How to find the IP address of an access point that I'm connected to?
Solution 1:
(Assuming Linux system) Once you have the MAC address of the AP, e.g. via iwconfig:
$ iwconfig eth1
eth1 IEEE 802.11g ESSID:"OSU_PUB"
Mode:Managed Frequency:2.427 GHz Access Point: 00:0D:9D:C6:38:2D
Bit Rate=48 Mb/s Tx-Power=20 dBm Sensitivity=8/0
Retry limit:7 RTS thr:off Fragment thr:off
Power Management:off
Link Quality=91/100 Signal level=-39 dBm Noise level=-87 dBm
Rx invalid nwid:0 Rx invalid crypt:860 Rx invalid frag:0
Tx excessive retries:0 Invalid misc:39 Missed beacon:8
The AP has hw addr 00:0D:9D:C6:38:2D
so you can use tcpdump to sniff for traffic from that hardware address, which usually will reveal the IP address of it as the source sooner or later:
$ tcpdump -i eth1 -s 0 -v -n ether host 00:0D:9D:C6:38:2D
tcpdump: listening on eth1, link-type EN10MB (Ethernet), capture size 65535 bytes
13:15:49.106475 ARP, Ethernet (len 6), IPv4 (len 4), Request who-has 192.168.1.1 (00:0D:9D:C6:38:2D) tell 192.168.1.2, length 28
If the AP responds to broadcast pings you could probably send a broadcast ping to its specific MAC address to elicit a reply, but there doesn't seem to be a tool capable of doing that.
Solution 2:
I suppose you can turn on the promiscous mode of your wireless card and start wireshark ( http://www.wireshark.org/ ) That way you will likely be able to discover the subnet of the network.

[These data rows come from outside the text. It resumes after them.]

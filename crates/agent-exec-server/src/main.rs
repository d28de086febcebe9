//! Entry point for the executor service.
//!
//! The service runs as an internal deployment behind the orchestrator; the
//! container policy around it (non-root user, read-only root filesystem, no
//! network, process-level kill) is the outermost sandbox layer.

use std::path::PathBuf;
use std::sync::Arc;

use clap::Parser;
use tracing::info;
use tracing_subscriber::EnvFilter;

use agent_exec::WorkspaceManager;
use agent_exec_server::routes::{self, AppState};

#[derive(Parser, Debug)]
#[command(name = "agent-exec-server", about = "Sandboxed code-action executor service")]
struct Args {
    /// Address to bind.
    #[arg(long, default_value = "0.0.0.0")]
    host: String,

    /// Port to listen on.
    #[arg(long, default_value_t = 8001)]
    port: u16,

    /// Base directory for workspaces and snapshots.
    #[arg(long, default_value = "/tmp/agent-exec-workspaces")]
    workspace_base: PathBuf,
}

#[tokio::main]
async fn main() -> Result<(), Box<dyn std::error::Error>> {
    tracing_subscriber::fmt()
        .with_env_filter(EnvFilter::try_from_default_env().unwrap_or_else(|_| EnvFilter::new("info")))
        .init();

    let args = Args::parse();

    let manager = Arc::new(WorkspaceManager::new(&args.workspace_base));
    let app = routes::router(AppState { manager });

    let addr = format!("{}:{}", args.host, args.port);
    let listener = tokio::net::TcpListener::bind(&addr).await?;
    info!(
        addr = %addr,
        workspace_base = %args.workspace_base.display(),
        "executor service listening"
    );
    axum::serve(listener, app).await?;
    Ok(())
}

When you see a TCP packet like this...
0000 xx xx xx xx xx xx xx xx xx xx xx xx xx xx xx xx 0010 xx xx xx xx xx xx xx xx xx c0 a8 01 01 c0 a8 01 0020 02 xx xx xx xx xx xx xx xx xx xx xx xx xx xx xx 0030 xx xx xx xx xx xx xx xx xx xx xx xx xx xx xx xx
the c0 a8 01 01 = 192.168.1.1 and the c0 a8 01 02 = 192.168.1.2....
Solution 3:
The simplest way is usually to do netstat -rn
and see what the default gateway is set to -- 99.9% of the time, that will be your access point's IP address. And it works on Linux, OS X or Windows.